Background information
- Born: September 23, 1970 (age 55)
- Origin: Long Island, New York, U.S.
- Genres: Industrial metal; industrial rock; alternative rock; hard rock;
- Occupations: Singer; musician;
- Instruments: Vocals; keyboards;
- Member of: KMFDM
- Formerly of: Drill, MDFMK, KGC, Schwein

= Lucia Cifarelli =

American singer

Lucia Cifarelli (born September 23, 1970) is an American singer, best known for her work with industrial band KMFDM. She was formerly the vocalist for the band Drill and also performed in KMFDM offshoots MDFMK and KGC, and the <PIG> / Buck-Tick project Schwein.

== Career ==
Cifarelli got her start recording in studios in New York, eventually forming her own band, Drill, along with future Black Label Society bass guitarist John DeServio. Drill released one self-titled album, spawning two music videos and getting a third song featured in the movie Empire Records. Later in 1995, Drill opened for Stabbing Westward's Wither, Blister, Burn, and Peel Tour. The band broke up shortly after the end of the tour.

Cifarelli joined the KMFDM-hiatus band MDFMK in 2000. The project lasted for one self-titled album. In 2001, Cifarelli and Sascha Konietzko worked on the supergroup Schwein and its albums Schweinstein and the subsequent remix album Son of Schweinstein.
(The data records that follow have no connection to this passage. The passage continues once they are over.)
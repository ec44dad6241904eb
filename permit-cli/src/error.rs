//! CLI-specific error types

use thiserror::Error;

/// Errors that can occur during CLI operations
#[derive(Debug, Error)]
pub enum CliError {
    /// Negotiation library error
    #[error("Permit error: {0}")]
    Core(#[from] permit_core::Error),

    /// Configuration file error
    #[error("Config error: {0}")]
    Config(#[from] permit_core::ConfigError),

    /// Device profile is invalid
    #[error("Profile error: {0}")]
    Profile(String),

    /// Device profile could not be parsed
    #[error("Profile JSON error: {0}")]
    Json(#[from] serde_json::Error),

    /// Negotiation did not produce an outcome
    #[error("Session error: {0}")]
    Session(String),

    /// Readline/input error
    #[error("Input error: {0}")]
    Readline(#[from] rustyline::error::ReadlineError),

    /// IO error (filesystem, stdout, etc.)
    #[error("IO error: {0}")]
    Io(#[from] std::io::Error),
}

impl From<permit_core::HostError> for CliError {
    fn from(err: permit_core::HostError) -> Self {
        Self::Core(err.into())
    }
}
After the MDFMK project was discontinued, Cifarelli was asked to return as a member of KMFDM. She has been a member of the band since 2002's Attak. She recorded two solo albums, From the Land of Volcanos (2003) and I Am Eye (2021). One single from the first album, "I Will", appeared on the American Pie 2 soundtrack. Cifarelli performed on the band KGC's 2006 album Dirty Bomb.

== Personal life ==
Lucia Cifarelli was born on September 23, 1970, in Long Island, New York. The youngest of four children, she grew up surrounded by music and art, developing a love for singing, songwriting and performing at an early age. Cifarelli's first vocal coach, Tanya Travers, whom she found in the Village Voice classified ads at fourteen, introduced Cifarelli to her first songwriting collaborator Dan Wise, who would later go on to produce such notable artists as Run-DMC, The New York Dolls, Ani Difranco, 22 Brides, John Mayor and The Scissor Sisters.
Travers would later introduce Cifarelli to music producer Ric Wake, who signed her band Drill to A&M Records.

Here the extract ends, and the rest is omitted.